Non, personne ne mettra dans un texte à soumettre au référendum qu’il supprime les libertés du peuple. La démarche est un peu plus subtile, faites une lecture croisée d’un certain nombre d’articles avec l’article 143. Par exemple, l’article 4 garantit les libertés de pensée, de conscience, de religion de culte, d’opinion, d’expression etc au peuple, mais l’article 143 donne le pouvoir au Président de la République et au Parlement de modifier la constitution sans passer par référendum toutes les fois que la durée ou le nombre de mandats du président et des parlementaires n’est pas concerné.
Ce qui veut dire que demain le Président et le Parlement pourront se cacher derrière des questions de sécurité pour nous retirer la liberté d’expression, la liberté de la presse , la liberté d’association, l’inviolabilité de la vie privée et familiale etc en seulement modifiant les articles 4, 5, 6 et 7 sans passer par le peuple.
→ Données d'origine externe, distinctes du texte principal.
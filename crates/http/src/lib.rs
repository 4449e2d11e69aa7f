//! Autodash HTTP client
//!
//! Typed access to the Autodash inventory and maintenance backend: bearer
//! authentication, per-request timeouts and normalized errors, with the
//! browser-facing pieces (token storage, navigation, notifications,
//! timers) injected through the traits in [`client::session`].

#[macro_use]
extern crate tracing;

pub mod client;

pub use client::{
    ApiConfig, AppConfig, ClientError, Credentials, DashboardClient, DashboardClientBuilder,
    DateRange, ErrorKind, ReportKind, RequestOptions,
};
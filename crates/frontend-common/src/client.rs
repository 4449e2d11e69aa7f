//! Client construction for the page

use crate::config::FrontendConfig;
use crate::navigation::{BrowserNavigator, BrowserScheduler};
use crate::notify::CallbackNotifier;
use crate::storage::LocalStorageTokenStore;
pub use autodash_http::client::ClientError;
use autodash_http::client::{DashboardClient, HttpConfigSource};
use std::sync::Arc;
use web_sys::window;

/// Origin of the current page, or an empty string outside a browser
fn get_base_url() -> String {
    window()
        .and_then(|window| window.location().origin().ok())
        .unwrap_or_default()
}

/// Absolute URL of the configuration document
pub fn config_url() -> String {
    format!("{}{}", get_base_url(), FrontendConfig::CONFIG_PATH)
}

/// Create the page's API client.
///
/// Configuration is fetched from [`config_url`] on the first request. The
/// client is cheap to clone; create it once at startup and hand it to
/// whatever needs it.
pub fn create_client() -> Result<DashboardClient, ClientError> {
    DashboardClient::builder()
        .config_source(HttpConfigSource::new(config_url()))
        .token_store(Arc::new(LocalStorageTokenStore::default()))
        .navigator(Arc::new(BrowserNavigator))
        .notifier(Arc::new(CallbackNotifier))
        .scheduler(Arc::new(BrowserScheduler))
        .build()
}
//! Test doubles for the session collaborators

#![allow(dead_code)]

use async_trait::async_trait;
use autodash_http::client::{
    ApiConfig, AppConfig, ClientError, ConfigSource, DashboardClient, MemoryTokenStore, Navigator,
    Notifier, Scheduler,
};
use std::sync::atomic::{AtomicUsize, Ordering};
use std::sync::{Arc, Mutex};
use std::time::Duration;
use wiremock::MockServer;

/// Send client logs to the test output; later calls are no-ops
pub fn init_tracing() {
    let _ = tracing_subscriber::fmt()
        .with_test_writer()
        .with_max_level(tracing::Level::DEBUG)
        .try_init();
}

/// Navigator sitting on a fixed path that records navigation requests
pub struct RecordingNavigator {
    path: String,
    visits: Mutex<Vec<String>>,
}

impl RecordingNavigator {
    pub fn at(path: &str) -> Arc<Self> {
        Arc::new(Self {
            path: path.to_string(),
            visits: Mutex::new(Vec::new()),
        })
    }

    pub fn visits(&self) -> Vec<String> {
        self.visits.lock().unwrap().clone()
    }
}

impl Navigator for RecordingNavigator {
    fn current_path(&self) -> String {
        self.path.clone()
    }

    fn navigate(&self, route: &str) {
        self.visits.lock().unwrap().push(route.to_string());
    }
}

#[derive(Default)]
pub struct RecordingNotifier {
    messages: Mutex<Vec<String>>,
}

impl RecordingNotifier {
    pub fn messages(&self) -> Vec<String> {
        self.messages.lock().unwrap().clone()
    }
}

impl Notifier for RecordingNotifier {
    fn warn(&self, message: &str) {
        self.messages.lock().unwrap().push(message.to_string());
    }
}

type Task = Box<dyn FnOnce() + Send>;

/// Scheduler that holds tasks until the test runs them
#[derive(Default)]
pub struct ManualScheduler {
    tasks: Mutex<Vec<(Duration, Task)>>,
}

impl ManualScheduler {
    pub fn delays(&self) -> Vec<Duration> {
        self.tasks.lock().unwrap().iter().map(|(d, _)| *d).collect()
    }

    pub fn run_all(&self) {
        let tasks = std::mem::take(&mut *self.tasks.lock().unwrap());
        for (_, task) in tasks {
            task();
        }
    }
}

impl Scheduler for ManualScheduler {
    fn schedule(&self, delay: Duration, task: Task) {
        self.tasks.lock().unwrap().push((delay, task));
    }
}

/// Static configuration that counts how often it was loaded
#[derive(Clone)]
pub struct CountingConfig {
    api: ApiConfig,
    loads: Arc<AtomicUsize>,
}

impl CountingConfig {
    pub fn new(api: ApiConfig) -> Self {
        Self {
            api,
            loads: Arc::new(AtomicUsize::new(0)),
        }
    }

    pub fn loads(&self) -> usize {
        self.loads.load(Ordering::SeqCst)
    }
}

#[async_trait]
impl ConfigSource for CountingConfig {
    async fn load(&self) -> Result<AppConfig, ClientError> {
        self.loads.fetch_add(1, Ordering::SeqCst);
        tokio::time::sleep(Duration::from_millis(10)).await;
        Ok(self.api.clone().into())
    }
}

/// Client wired to recording collaborators
pub struct Harness {
    pub client: DashboardClient,
    pub tokens: Arc<MemoryTokenStore>,
    pub navigator: Arc<RecordingNavigator>,
    pub notifier: Arc<RecordingNotifier>,
    pub scheduler: Arc<ManualScheduler>,
}

impl Harness {
    pub fn new(server: &MockServer, current_path: &str) -> Self {
        Self::with_config(ApiConfig::new(server.uri()), current_path)
    }

    pub fn with_config(config: ApiConfig, current_path: &str) -> Self {
        init_tracing();

        let tokens = Arc::new(MemoryTokenStore::new());
        let navigator = RecordingNavigator::at(current_path);
        let notifier = Arc::new(RecordingNotifier::default());
        let scheduler = Arc::new(ManualScheduler::default());

        let client = DashboardClient::builder()
            .config(config)
            .token_store(tokens.clone())
            .navigator(navigator.clone())
            .notifier(notifier.clone())
            .scheduler(scheduler.clone())
            .build()
            .unwrap();

        Self {
            client,
            tokens,
            navigator,
            notifier,
            scheduler,
        }
    }
}
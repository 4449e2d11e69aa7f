//! Session collaborators: token persistence, navigation, notification and timers

use super::ClientError;
use std::sync::{Arc, Mutex, PoisonError};
use std::time::Duration;

/// Route the user is sent to once their session expires
pub const LANDING_ROUTE: &str = "/";

/// Delay before navigating away after a session expiry
pub const REDIRECT_DELAY: Duration = Duration::from_secs(2);

/// Warning shown to the user when their session expires
pub const SESSION_EXPIRED_MESSAGE: &str = "Your session has expired. Please log in again.";

/// Persistent storage for the bearer token
pub trait TokenStore: Send + Sync {
    fn get(&self) -> Option<String>;
    fn set(&self, token: &str) -> Result<(), ClientError>;
    fn remove(&self);
}

/// Access to the current page location
pub trait Navigator: Send + Sync {
    fn current_path(&self) -> String;
    fn navigate(&self, route: &str);
}

/// User-facing warning channel (snackbar, toast, console)
pub trait Notifier: Send + Sync {
    fn warn(&self, message: &str);
}

/// Deferred execution
pub trait Scheduler: Send + Sync {
    fn schedule(&self, delay: Duration, task: Box<dyn FnOnce() + Send>);
}

/// Token store that lives as long as the process
#[derive(Debug, Default)]
pub struct MemoryTokenStore {
    token: Mutex<Option<String>>,
}

impl MemoryTokenStore {
    pub fn new() -> Self {
        Self::default()
    }
}

impl TokenStore for MemoryTokenStore {
    fn get(&self) -> Option<String> {
        self.token
            .lock()
            .unwrap_or_else(PoisonError::into_inner)
            .clone()
    }

    fn set(&self, token: &str) -> Result<(), ClientError> {
        *self.token.lock().unwrap_or_else(PoisonError::into_inner) = Some(token.to_string());
        Ok(())
    }

    fn remove(&self) {
        self.token
            .lock()
            .unwrap_or_else(PoisonError::into_inner)
            .take();
    }
}

/// Navigator for environments without a page: it only records where it was sent
#[derive(Debug, Default)]
pub struct DetachedNavigator {
    path: Mutex<String>,
}

impl Navigator for DetachedNavigator {
    fn current_path(&self) -> String {
        self.path
            .lock()
            .unwrap_or_else(PoisonError::into_inner)
            .clone()
    }

    fn navigate(&self, route: &str) {
        info!(route, "Navigation requested");
        *self.path.lock().unwrap_or_else(PoisonError::into_inner) = route.to_string();
    }
}

/// Notifier that writes warnings to the log
#[derive(Debug, Default, Clone, Copy)]
pub struct LogNotifier;

impl Notifier for LogNotifier {
    fn warn(&self, message: &str) {
        warn!("{message}");
    }
}

/// Scheduler that runs tasks right away, ignoring the delay
#[derive(Debug, Default, Clone, Copy)]
pub struct ImmediateScheduler;

impl Scheduler for ImmediateScheduler {
    fn schedule(&self, _delay: Duration, task: Box<dyn FnOnce() + Send>) {
        task();
    }
}

/// Whether a path already shows the login or landing screen
pub fn is_landing_path(path: &str) -> bool {
    path == LANDING_ROUTE || path.is_empty() || path.contains("login")
}

/// Token store plus the capabilities needed to end a session
#[derive(Clone)]
pub(crate) struct Session {
    pub(crate) tokens: Arc<dyn TokenStore>,
    pub(crate) navigator: Arc<dyn Navigator>,
    pub(crate) notifier: Arc<dyn Notifier>,
    pub(crate) scheduler: Arc<dyn Scheduler>,
}

impl Session {
    /// Drop the token and, unless already there, send the user back to the landing route
    pub(crate) fn expire(&self) {
        self.tokens.remove();

        let path = self.navigator.current_path();
        if is_landing_path(&path) {
            debug!(path, "Session expired on landing page");
            return;
        }

        warn!(path, "Session expired, redirecting to {LANDING_ROUTE}");
        self.notifier.warn(SESSION_EXPIRED_MESSAGE);

        let navigator = Arc::clone(&self.navigator);
        self.scheduler.schedule(
            REDIRECT_DELAY,
            Box::new(move || navigator.navigate(LANDING_ROUTE)),
        );
    }
}
//! Car inventory API client methods

use super::{ClientError, DashboardClient, with_query};
use reqwest::Method;
use serde::Serialize;
use serde_json::Value;
use std::fmt::Display;

impl DashboardClient {
    /// List cars, filtered by `params` (e.g. `[("make", "Honda")]`)
    pub async fn cars<I, K, V>(&self, params: I) -> Result<Option<Value>, ClientError>
    where
        I: IntoIterator<Item = (K, V)>,
        K: AsRef<str>,
        V: AsRef<str>,
    {
        self.get_json(&with_query("/cars", params)).await
    }

    pub async fn car(&self, id: impl Display) -> Result<Option<Value>, ClientError> {
        self.get_json(&format!("/cars/{id}")).await
    }

    pub async fn create_car<B: Serialize + ?Sized>(
        &self,
        car: &B,
    ) -> Result<Option<Value>, ClientError> {
        self.send_json(Method::POST, "/cars", car).await
    }

    pub async fn update_car<B: Serialize + ?Sized>(
        &self,
        id: impl Display,
        car: &B,
    ) -> Result<Option<Value>, ClientError> {
        self.send_json(Method::PUT, &format!("/cars/{id}"), car).await
    }

    pub async fn delete_car(&self, id: impl Display) -> Result<Option<Value>, ClientError> {
        self.delete_json(&format!("/cars/{id}")).await
    }
}
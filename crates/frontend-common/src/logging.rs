//! Browser console logging

use tracing::level_filters::LevelFilter;
use tracing_subscriber::{fmt, layer::SubscriberExt, util::SubscriberInitExt};
use tracing_web::MakeWebConsoleWriter;

/// Route `tracing` output to the browser console.
///
/// Safe to call more than once; only the first call installs a subscriber.
pub fn init_logging(max_level: LevelFilter) {
    let fmt_layer = fmt::layer()
        .with_ansi(false)
        .without_time()
        .with_writer(MakeWebConsoleWriter::new());

    let _ = tracing_subscriber::registry()
        .with(max_level)
        .with(fmt_layer)
        .try_init();
}
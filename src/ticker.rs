use crate::interrupt::Interrupt;
use std::time::{Duration, Instant};

/// Fixed-period ticker aligned to its start instant.
///
/// Deadlines are `start + k * period`. A consumer that falls behind does not receive a burst
/// of catch-up ticks: missed deadlines are skipped and the next tick lands on the grid.
pub(crate) struct Ticker {
    period: Duration,
    next: Option<Instant>,
}

impl Ticker {
    pub(crate) fn new(period: Duration) -> Self {
        assert!(!period.is_zero(), "period must be positive");
        Self {
            period,
            next: Instant::now().checked_add(period),
        }
    }

    /// Blocks until the next deadline. Returns the deadline that fired, or `None` once
    /// `interrupt` is raised.
    pub(crate) fn tick(&mut self, interrupt: &Interrupt) -> Option<Instant> {
        let Some(deadline) = self.next else {
            // Deadline past the representable range: only an interrupt can end the wait.
            interrupt.wait();
            return None;
        };
        if interrupt.wait_until(deadline) {
            return None;
        }
        self.next = self.following(deadline, Instant::now());
        Some(deadline)
    }

    fn following(&self, fired: Instant, now: Instant) -> Option<Instant> {
        let next = fired.checked_add(self.period)?;
        if next > now {
            return Some(next);
        }
        let behind = (now - next).as_nanos() % self.period.as_nanos();
        // behind < period, and period fits in u64 nanos.
        now.checked_add(self.period - Duration::from_nanos(behind as u64))
    }
}
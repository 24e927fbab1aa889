use crate::error::CounterError;
use crate::interrupt::Interrupt;
use crate::measure::LagMeasurer;
use crate::ticker::Ticker;
use spdlog::{debug, info, warn};
use std::fmt::{Debug, Formatter};
use std::sync::atomic::{AtomicI64, AtomicU64, Ordering};
use std::sync::{Arc, Mutex, PoisonError};
use std::thread;
use std::time::{Duration, SystemTime, UNIX_EPOCH};

/// Options for a [`WindowedCounter`].
#[derive(Debug, Clone)]
pub struct CounterOptions {
    /// Used to name the rotation thread and tag its log lines.
    pub name: String,
    /// Record how late each rotation tick runs and log the summary when rotation stops.
    pub rotation_stats: bool,
}

impl Default for CounterOptions {
    fn default() -> Self {
        Self {
            name: "counter".into(),
            rotation_stats: false,
        }
    }
}

/// Maps a timestamp to the bucket that is current at that time:
/// `floor(nanos / segment_nanos) mod bucket_count`.
#[inline(always)]
pub fn segment_index(nanos: u64, segment_nanos: u64, bucket_count: usize) -> usize {
    ((nanos / segment_nanos) % bucket_count as u64) as usize
}

/// Wall-clock time in nanoseconds since the UNIX epoch. Clocks set before the epoch read as 0.
#[inline(always)]
pub fn unix_nanos() -> u64 {
    SystemTime::now()
        .duration_since(UNIX_EPOCH)
        .map(|d| u64::try_from(d.as_nanos()).unwrap_or(u64::MAX))
        .unwrap_or(0)
}

struct Ring {
    cells: Box<[AtomicI64]>,
    segment_nanos: u64,
    rotations: AtomicU64,
}

impl Ring {
    #[inline(always)]
    fn index_at(&self, nanos: u64) -> usize {
        segment_index(nanos, self.segment_nanos, self.cells.len())
    }

    fn clear_at(&self, nanos: u64) -> usize {
        let index = self.index_at(nanos);
        self.cells[index].store(0, Ordering::Relaxed);
        index
    }
}

/// Counts events over a trailing time window.
///
/// The window is split into `buckets` segments of `window / buckets` each, backed by a ring
/// of `buckets + 1` atomic cells. Writers add to the cell of the current segment, readers sum
/// every other cell, and a background thread zeroes the current cell once per segment.
///
/// ## Consistency
///
/// There is no lock over the ring. [`count`](Self::count) loads cells one at a time and may
/// combine values from different instants. The rotation tick is not phase-locked to segment
/// boundaries: it clears whichever cell is current when it fires, so adds made earlier in
/// that segment are dropped, and an add racing a tick at a seam can be lost. The spare cell
/// hides up to one segment of extra history from readers.
///
/// ## Overflow
///
/// Cells are `i64` and wrap on overflow, as does the sum returned by `count`.
///
/// ## Stopping
///
/// [`stop`](Self::stop) ends rotation. `add` and `count` keep working afterwards, but nothing
/// is evicted any more and `count` grows to cover every add ever made. Dropping the counter
/// stops and joins the rotation thread.
pub struct WindowedCounter {
    window: Duration,
    ring: Arc<Ring>,
    stop: Interrupt,
    rotation: Mutex<Option<thread::JoinHandle<()>>>,
}

impl WindowedCounter {
    /// Creates a counter over `window` with `buckets` visible segments and starts rotation.
    pub fn new(window: Duration, buckets: usize) -> Result<Self, CounterError> {
        Self::with_options(window, buckets, CounterOptions::default())
    }

    pub fn with_options(
        window: Duration,
        buckets: usize,
        options: CounterOptions,
    ) -> Result<Self, CounterError> {
        if buckets < 1 {
            return Err(CounterError::InvalidConfiguration(
                "bucket count must be at least 1".into(),
            ));
        }
        let bucket_count = buckets.checked_add(1).ok_or_else(|| {
            CounterError::InvalidConfiguration(format!("bucket count {} is too large", buckets))
        })?;

        // Truncating division: segment boundaries must match floor(window / buckets).
        let segment_nanos = window.as_nanos() / buckets as u128;
        if segment_nanos == 0 {
            return Err(CounterError::InvalidConfiguration(format!(
                "window {:?} split into {} buckets leaves a zero-length segment",
                window, buckets
            )));
        }
        let segment_nanos = u64::try_from(segment_nanos).map_err(|_| {
            CounterError::InvalidConfiguration(format!(
                "segment of {}ns does not fit in 64 bits",
                segment_nanos
            ))
        })?;

        let ring = Arc::new(Ring {
            cells: (0..bucket_count).map(|_| AtomicI64::new(0)).collect(),
            segment_nanos,
            rotations: AtomicU64::new(0),
        });
        let stop = Interrupt::new();

        let handle = {
            let ring = ring.clone();
            let stop = stop.clone();
            let thread_name = format!("{}-rotation", options.name);
            thread::Builder::new()
                .name(thread_name)
                .spawn(move || run_rotation(ring, stop, options))
                .map_err(|err| CounterError::Spawn(err.to_string()))?
        };

        debug!(
            "windowed counter started: window={:?}, segment={}ns, buckets={}",
            window, segment_nanos, bucket_count
        );

        Ok(Self {
            window,
            ring,
            stop,
            rotation: Mutex::new(Some(handle)),
        })
    }

    /// Adds `delta` to the bucket of the current segment.
    #[inline(always)]
    pub fn add(&self, delta: i64) {
        self.add_at(unix_nanos(), delta);
    }

    /// Adds `delta` to the bucket that is current at `nanos` (nanoseconds since the UNIX epoch).
    #[inline(always)]
    pub fn add_at(&self, nanos: u64, delta: i64) {
        let index = self.ring.index_at(nanos);
        self.ring.cells[index].fetch_add(delta, Ordering::Relaxed);
    }

    /// Sum of every bucket except the current one.
    #[inline(always)]
    pub fn count(&self) -> i64 {
        self.count_at(unix_nanos())
    }

    /// Sum of every bucket except the one that is current at `nanos`.
    pub fn count_at(&self, nanos: u64) -> i64 {
        let current = self.ring.index_at(nanos);
        self.ring
            .cells
            .iter()
            .enumerate()
            .filter(|(index, _)| *index != current)
            .fold(0i64, |sum, (_, cell)| {
                sum.wrapping_add(cell.load(Ordering::Relaxed))
            })
    }

    /// The rotation step: zeroes the bucket that is current at `nanos` and returns its index.
    pub fn rotate_at(&self, nanos: u64) -> usize {
        self.ring.clear_at(nanos)
    }

    /// Stops the rotation thread and waits for it to exit. Safe to call more than once.
    pub fn stop(&self) {
        if self.stop.raise() {
            debug!("windowed counter stopping");
        }
        let handle = self
            .rotation
            .lock()
            .unwrap_or_else(PoisonError::into_inner)
            .take();
        if let Some(handle) = handle
            && handle.join().is_err()
        {
            warn!("rotation worker panicked");
        }
    }

    pub fn is_running(&self) -> bool {
        !self.stop.is_raised()
    }

    /// Number of buckets in the ring, one more than requested.
    pub fn bucket_count(&self) -> usize {
        self.ring.cells.len()
    }

    pub fn segment_duration(&self) -> Duration {
        Duration::from_nanos(self.ring.segment_nanos)
    }

    pub fn window(&self) -> Duration {
        self.window
    }

    /// Number of ticks the rotation thread has processed. Manual [`rotate_at`](Self::rotate_at)
    /// calls are not counted.
    pub fn rotations(&self) -> u64 {
        self.ring.rotations.load(Ordering::Relaxed)
    }
}

impl Debug for WindowedCounter {
    fn fmt(&self, f: &mut Formatter<'_>) -> std::fmt::Result {
        let values = self
            .ring
            .cells
            .iter()
            .map(|cell| cell.load(Ordering::Relaxed))
            .collect::<Vec<_>>();

        f.debug_struct("WindowedCounter")
            .field("window", &self.window)
            .field("segment_nanos", &self.ring.segment_nanos)
            .field("buckets", &values)
            .field("running", &self.is_running())
            .finish()
    }
}

impl Drop for WindowedCounter {
    fn drop(&mut self) {
        self.stop();
    }
}

fn run_rotation(ring: Arc<Ring>, stop: Interrupt, options: CounterOptions) {
    let mut ticker = Ticker::new(Duration::from_nanos(ring.segment_nanos));
    let mut lag = if options.rotation_stats {
        match LagMeasurer::new() {
            Ok(measurer) => Some(measurer),
            Err(err) => {
                warn!("[Rotation:{}] stats disabled: {}", options.name, err);
                None
            }
        }
    } else {
        None
    };

    while let Some(deadline) = ticker.tick(&stop) {
        ring.clear_at(unix_nanos());
        ring.rotations.fetch_add(1, Ordering::Relaxed);
        if let Some(measurer) = lag.as_mut() {
            measurer.record(deadline.elapsed());
        }
    }

    debug!(
        "[Rotation:{}] stopped after {} ticks",
        options.name,
        ring.rotations.load(Ordering::Relaxed)
    );
    if let Some(measurer) = lag {
        info!("[Rotation:{}]{}", options.name, measurer.format_stats());
    }
}

#[cfg(test)]
mod tests {
    use super::*;

    const HOUR: Duration = Duration::from_secs(3600);

    // One hour over 4 buckets: the first rotation tick is 15 minutes away, so explicit
    // timestamps are never disturbed by the background thread.
    fn quiet_counter() -> WindowedCounter {
        WindowedCounter::new(HOUR, 4).unwrap()
    }

    fn segment() -> u64 {
        (HOUR / 4).as_nanos() as u64
    }

    #[test]
    fn test_bucket_count_is_one_more_than_requested() {
        for buckets in [1, 2, 5, 60] {
            let counter = WindowedCounter::new(Duration::from_secs(60), buckets).unwrap();
            assert_eq!(counter.bucket_count(), buckets + 1);
        }
    }

    #[test]
    fn test_segment_duration_truncates() {
        let counter = WindowedCounter::new(Duration::from_nanos(1_000), 3).unwrap();
        assert_eq!(counter.segment_duration(), Duration::from_nanos(333));
        assert_eq!(counter.window(), Duration::from_nanos(1_000));
    }

    #[test]
    fn test_zero_buckets_rejected() {
        assert!(matches!(
            WindowedCounter::new(Duration::from_secs(1), 0),
            Err(CounterError::InvalidConfiguration(_))
        ));
    }

    #[test]
    fn test_zero_segment_rejected() {
        assert!(matches!(
            WindowedCounter::new(Duration::from_nanos(4), 5),
            Err(CounterError::InvalidConfiguration(_))
        ));
        assert!(matches!(
            WindowedCounter::new(Duration::ZERO, 1),
            Err(CounterError::InvalidConfiguration(_))
        ));
    }

    #[test]
    fn test_bucket_count_overflow_rejected() {
        assert!(matches!(
            WindowedCounter::new(Duration::MAX, usize::MAX),
            Err(CounterError::InvalidConfiguration(_))
        ));
    }

    #[test]
    fn test_oversized_segment_rejected() {
        assert!(matches!(
            WindowedCounter::new(Duration::MAX, 1),
            Err(CounterError::InvalidConfiguration(_))
        ));
    }

    #[test]
    fn test_segment_index() {
        assert_eq!(segment_index(0, 10, 3), 0);
        assert_eq!(segment_index(9, 10, 3), 0);
        assert_eq!(segment_index(10, 10, 3), 1);
        assert_eq!(segment_index(29, 10, 3), 2);
        assert_eq!(segment_index(30, 10, 3), 0);
    }

    #[test]
    fn test_current_bucket_excluded() {
        let counter = quiet_counter();
        let t = 7 * segment();

        counter.add_at(t, 5);
        assert_eq!(counter.count_at(t), 0);
        assert_eq!(counter.count_at(t + segment() - 1), 0);
        assert_eq!(counter.count_at(t + segment()), 5);
    }

    #[test]
    fn test_count_sums_past_segments() {
        let counter = quiet_counter();
        let s = segment();

        counter.add_at(0, 1);
        counter.add_at(s, 2);
        counter.add_at(s + 1, 2);
        counter.add_at(2 * s, 4);
        counter.add_at(3 * s, 8);

        // At segment 4 every previous bucket is visible.
        assert_eq!(counter.count_at(4 * s), 1 + 4 + 4 + 8);
        // At segment 3 the bucket for 3s is current.
        assert_eq!(counter.count_at(3 * s), 1 + 4 + 4);
    }

    #[test]
    fn test_index_wraps_to_stale_bucket() {
        let counter = quiet_counter();
        let s = segment();

        counter.add_at(0, 3);
        // 5 buckets: segment 5 maps onto bucket 0 again.
        assert_eq!(counter.count_at(5 * s), 0);
        assert_eq!(counter.count_at(6 * s), 3);
    }

    #[test]
    fn test_rotate_at_clears_current_bucket_only() {
        let counter = quiet_counter();
        let s = segment();

        counter.add_at(0, 3);
        counter.add_at(s, 4);

        assert_eq!(counter.rotate_at(5 * s), 0);
        assert_eq!(counter.count_at(2 * s), 4);
        assert_eq!(counter.rotations(), 0);
    }

    fn wait_for_tick(counter: &WindowedCounter) -> u64 {
        let seen = counter.rotations();
        while counter.rotations() == seen {
            thread::yield_now();
        }
        unix_nanos()
    }

    #[test]
    fn test_worker_clears_bucket_current_at_tick() {
        // A tick closer than this to a segment boundary cannot be attributed to one index.
        const SLACK_NANOS: u64 = 2_000_000;

        for _ in 0..20 {
            // 50ms segments over 6 buckets; each attempt gets a fresh tick phase.
            let counter = WindowedCounter::new(Duration::from_millis(250), 5).unwrap();
            wait_for_tick(&counter);
            for cell in counter.ring.cells.iter() {
                cell.store(1, Ordering::Relaxed);
            }

            let ticked = wait_for_tick(&counter);
            let expected = counter.ring.index_at(ticked);
            if counter.ring.index_at(ticked - SLACK_NANOS) != expected {
                continue;
            }

            let cleared = counter
                .ring
                .cells
                .iter()
                .enumerate()
                .filter(|(_, cell)| cell.load(Ordering::Relaxed) == 0)
                .map(|(index, _)| index)
                .collect::<Vec<_>>();
            assert_eq!(cleared, vec![expected]);
            return;
        }
        panic!("every attempt ticked next to a segment boundary");
    }

    #[test]
    fn test_negative_delta() {
        let counter = quiet_counter();
        counter.add_at(0, 10);
        counter.add_at(0, -4);
        assert_eq!(counter.count_at(segment()), 6);
    }

    #[test]
    fn test_overflow_wraps() {
        let counter = quiet_counter();
        let s = segment();

        counter.add_at(0, i64::MAX);
        counter.add_at(0, 1);
        assert_eq!(counter.count_at(s), i64::MIN);

        counter.add_at(s, 1);
        assert_eq!(counter.count_at(2 * s), i64::MIN + 1);
    }

    #[test]
    fn test_stop_is_idempotent() {
        let counter = quiet_counter();
        assert!(counter.is_running());
        counter.stop();
        counter.stop();
        assert!(!counter.is_running());

        counter.add_at(0, 2);
        assert_eq!(counter.count_at(segment()), 2);
    }

    #[test]
    fn test_debug_lists_buckets() {
        let counter = quiet_counter();
        counter.add_at(segment(), 9);
        let debug = format!("{:?}", counter);
        assert!(debug.contains("buckets: [0, 9, 0, 0, 0]"));
        assert!(debug.contains("running: true"));
    }
}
Et ayant déjà un petit aperçu du triste rapport de ce régime aux libertés individuelles, on ne peut que s’en préoccuper.
Vous parlez beaucoup de détermination, or certains soutiennent que les jeunes ont été payés par les partis d’opposition pour marcher. Qu’en dites-vous ?
Ceux qui n’ont aucune conviction, ceux qui n’ont aucun idéal ne peuvent pas comprendre qu’une action soit motivée par autre chose que l’argent. C’est une véritable honte, ils projettent leur personnalité, ou plus exactement, leur manque de personnalité, sur les autres. Il faut être un fou ou à tout le moins un charlatan pour soutenir que la ferveur populaire qui parfumait si agréablement l’air de ce matin peut être provoquée par l’argent. Non, j’ai vu là des jeunes patriotes qui ont souci de leur avenir, qui veulent rappeler aux gouvernants que le pouvoir leur est juste confié mais n’est pas leur propriété. Ces gens-là qui ont grand plaisir à toujours se tromper constateront que la grande marche du 1er Juillet enregistrera plus de monde que celle de ce matin. Tout le monde veut participer à la construction de l’histoire, la seule qui restera quand nous ne serons plus, la seule par laquelle nous survivrons à la mort. Et dans cette construction, il n’y a pas de place pour l’argent, seule la conviction nous entraine sans qu’on puisse jamais lui résister !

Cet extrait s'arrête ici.